C’est le cas de Jonas Tshiombela, coordonnateur de la Nouvelle société civile du Congo (NSCC). ” L’OIF ne peut pas faire l’audit de notre fichier électoral. L’OIF n’a jamais condamné l’agression de la RDC par le Rwanda. L’OIF est dirigée par une Rwandaise. Nous craignons que les données stratégiques des Congolais soient manipulées au Rwanda” a-t-il soutenu.

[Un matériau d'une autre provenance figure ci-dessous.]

//! Task descriptor types.

use std::collections::BTreeMap;

use serde::{Deserialize, Serialize};

use crate::SchedulerError;

/// Prefix reserved for keys the platform adapter writes into job extras.
pub const RESERVED_EXTRAS_PREFIX: &str = "_background_task_";

/// Primitive-only key/value bag carried with a task.
pub type Extras = BTreeMap<String, ExtraValue>;

/// A value that a platform job service can persist.
#[derive(Debug, Clone, PartialEq, Serialize, Deserialize)]
#[serde(untagged)]
pub enum ExtraValue {
    Bool(bool),
    Long(i64),
    Double(f64),
    String(String),
    Bundle(Extras),
}

impl ExtraValue {
    /// Integer payload, if this value holds one.
    pub fn as_long(&self) -> Option<i64> {
        match self {
            Self::Long(v) => Some(*v),
            _ => None,
        }
    }

    /// Nested bundle payload, if this value holds one.
    pub fn as_bundle(&self) -> Option<&Extras> {
        match self {
            Self::Bundle(b) => Some(b),
            _ => None,
        }
    }
}

impl From<bool> for ExtraValue {
    fn from(v: bool) -> Self {
        Self::Bool(v)
    }
}

impl From<i64> for ExtraValue {
    fn from(v: i64) -> Self {
        Self::Long(v)
    }
}

impl From<f64> for ExtraValue {
    fn from(v: f64) -> Self {
        Self::Double(v)
    }
}

impl From<&str> for ExtraValue {
    fn from(v: &str) -> Self {
        Self::String(v.to_string())
    }
}

impl From<String> for ExtraValue {
    fn from(v: String) -> Self {
        Self::String(v)
    }
}

/// Network connectivity a task needs before it may run.
#[derive(Debug, Clone, Copy, Default, PartialEq, Eq, Hash, Serialize, Deserialize)]
#[serde(rename_all = "snake_case")]
pub enum NetworkType {
    /// No network requirement.
    #[default]
    None,
    /// Any connected network.
    Any,
    /// An unmetered network such as Wi-Fi.
    Unmetered,
    /// Any network that is not roaming.
    NotRoaming,
    /// A cellular network.
    Cellular,
}

/// A single bounded execution window.
///
/// Times are relative to the moment the task is scheduled.
#[derive(Debug, Clone, Copy, PartialEq, Eq, Serialize, Deserialize)]
pub struct OneOffInfo {
    /// Earliest start, `None` meaning no delay.
    pub window_start_ms: Option<i64>,
    /// Deadline.
    pub window_end_ms: i64,
    /// Skip the task if it is delivered after the window closed.
    pub expires_after_window_end: bool,
}

impl OneOffInfo {
    /// Window ending `window_end_ms` after scheduling, with no delay.
    pub fn new(window_end_ms: i64) -> Self {
        Self {
            window_start_ms: None,
            window_end_ms,
            expires_after_window_end: false,
        }
    }

    pub fn window_start(mut self, window_start_ms: i64) -> Self {
        self.window_start_ms = Some(window_start_ms);
        self
    }

    pub fn expires_after_window_end(mut self, expires: bool) -> Self {
        self.expires_after_window_end = expires;
        self
    }

    /// Window start with the "no delay" default applied.
    pub fn effective_window_start_ms(&self) -> i64 {
        self.window_start_ms.unwrap_or(0)
    }
}

/// A recurring interval with optional flex.
#[derive(Debug, Clone, Copy, PartialEq, Eq, Serialize, Deserialize)]
pub struct PeriodicInfo {
    pub interval_ms: i64,
    pub flex_ms: Option<i64>,
    /// Skip a run delivered later than one interval plus flex after scheduling.
    pub expires_after_window_end: bool,
}

impl PeriodicInfo {
    pub fn new(interval_ms: i64) -> Self {
        Self {
            interval_ms,
            flex_ms: None,
            expires_after_window_end: false,
        }
    }

    pub fn flex(mut self, flex_ms: i64) -> Self {
        self.flex_ms = Some(flex_ms);
        self
    }

    pub fn expires_after_window_end(mut self, expires: bool) -> Self {
        self.expires_after_window_end = expires;
        self
    }
}

/// When a task should run.
#[derive(Debug, Clone, Copy, PartialEq, Eq, Serialize, Deserialize)]
#[serde(tag = "type", rename_all = "snake_case")]
pub enum TimingInfo {
    OneOff(OneOffInfo),
    Periodic(PeriodicInfo),
}

impl TimingInfo {
    pub fn expires_after_window_end(&self) -> bool {
        match self {
            Self::OneOff(info) => info.expires_after_window_end,
            Self::Periodic(info) => info.expires_after_window_end,
        }
    }

    /// Short label used in logs.
    pub fn kind(&self) -> &'static str {
        match self {
            Self::OneOff(_) => "one_off",
            Self::Periodic(_) => "periodic",
        }
    }
}

/// Platform-independent description of a unit of deferred work.
#[derive(Debug, Clone, PartialEq, Serialize, Deserialize)]
pub struct TaskInfo {
    /// Stable identifier, namespaced by the caller.
    pub task_id: u32,
    pub timing: TimingInfo,
    pub required_network: NetworkType,
    pub requires_charging: bool,
    /// Survive a device reboot.
    pub is_persisted: bool,
    /// Replace an equivalent pending request instead of keeping it.
    pub update_current: bool,
    pub is_user_initiated: bool,
    pub extras: Extras,
}

impl TaskInfo {
    /// Create a one-off task with default constraints.
    pub fn one_off(task_id: u32, info: OneOffInfo) -> Self {
        Self::with_timing(task_id, TimingInfo::OneOff(info))
    }

    /// Create a periodic task with default constraints.
    pub fn periodic(task_id: u32, info: PeriodicInfo) -> Self {
        Self::with_timing(task_id, TimingInfo::Periodic(info))
    }

    fn with_timing(task_id: u32, timing: TimingInfo) -> Self {
        Self {
            task_id,
            timing,
            required_network: NetworkType::None,
            requires_charging: false,
            is_persisted: false,
            update_current: false,
            is_user_initiated: false,
            extras: Extras::new(),
        }
    }

    pub fn network(mut self, network: NetworkType) -> Self {
        self.required_network = network;
        self
    }

    pub fn requires_charging(mut self, requires: bool) -> Self {
        self.requires_charging = requires;
        self
    }

    pub fn persisted(mut self, persisted: bool) -> Self {
        self.is_persisted = persisted;
        self
    }

    pub fn update_current(mut self, update: bool) -> Self {
        self.update_current = update;
        self
    }

    pub fn user_initiated(mut self, user_initiated: bool) -> Self {
        self.is_user_initiated = user_initiated;
        self
    }

    pub fn extra(mut self, key: impl Into<String>, value: impl Into<ExtraValue>) -> Self {
        self.extras.insert(key.into(), value.into());
        self
    }

    /// Check the descriptor invariants.
    pub fn validate(&self) -> Result<(), SchedulerError> {
        if self.task_id == 0 {
            return Err(SchedulerError::InvalidTask(
                "task id must be positive".to_string(),
            ));
        }

        match &self.timing {
            TimingInfo::OneOff(info) => {
                let start = info.effective_window_start_ms();
                if start < 0 || info.window_end_ms < 0 {
                    return Err(SchedulerError::InvalidTask(format!(
                        "task {}: window times must be non-negative",
                        self.task_id
                    )));
                }
                if info.window_end_ms < start {
                    return Err(SchedulerError::InvalidTask(format!(
                        "task {}: window end {} before window start {}",
                        self.task_id, info.window_end_ms, start
                    )));
                }
            }
            TimingInfo::Periodic(info) => {
                if info.interval_ms <= 0 {
                    return Err(SchedulerError::InvalidTask(format!(
                        "task {}: interval must be positive",
                        self.task_id
                    )));
                }
                if let Some(flex) = info.flex_ms
                    && (flex < 0 || flex > info.interval_ms)
                {
                    return Err(SchedulerError::InvalidTask(format!(
                        "task {}: flex {} outside 0..={}",
                        self.task_id, flex, info.interval_ms
                    )));
                }
            }
        }

        if let Some(key) = self
            .extras
            .keys()
            .find(|k| k.starts_with(RESERVED_EXTRAS_PREFIX))
        {
            return Err(SchedulerError::InvalidTask(format!(
                "task {}: extras key '{}' uses a reserved prefix",
                self.task_id, key
            )));
        }

        Ok(())
    }
}

/// What a running task sees about the job it was started for.
#[derive(Debug, Clone, PartialEq, Serialize, Deserialize)]
pub struct TaskParameters {
    pub task_id: u32,
    pub extras: Extras,
}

Christopher Ngoyi, un autre acteur de la société civile réfute également l’audit du fichier par l’OIF. ” Nous avons également parlé de l’audit extérieur, l’OIF nous n’en sommes pas d’accord, nous disons, on connaît l’OIF, on connaît sa structure et qui dirige l’OIF et la tête de l’OIF et nous n’aimerions pas que cette structure cette fois-ci puisse s’immiscer ou avoir accès aux choses, au serveur de la CENI” a martelé devant la presse l’activiste des droits humains et coordinateur général de “la Société civile du Congo” La balle dans le camp de la CENI Interrogé sur ce qu’il pense de l’audit externe du fichier électoral par une organisation telle que l’Organisation internationale de la Francophonie ( OIF), le Premier ministre Jean-Michel Sama Lukonde Kyenge estime que le pouvoir de l’éligibilité de l’organisation qui doit faire ce travail revient à la Commission Électorale Nationale Indépendante, institution organisatrice des élections en RDC. Toutefois, Sama Lukonde Kyenge estime que lors du choix, la Commission Électorale Nationale Indépendante tiendra compte de la notion de la souveraineté de la République Démocratique du Congo.
Après l’opérateur d’identification et enrôlement des électeurs, la CENI effectue le toilettage du fichier électoral : c’est l’audit interne. Un audit externe peut intervenir, question de crédibilité du fichier avant les élections.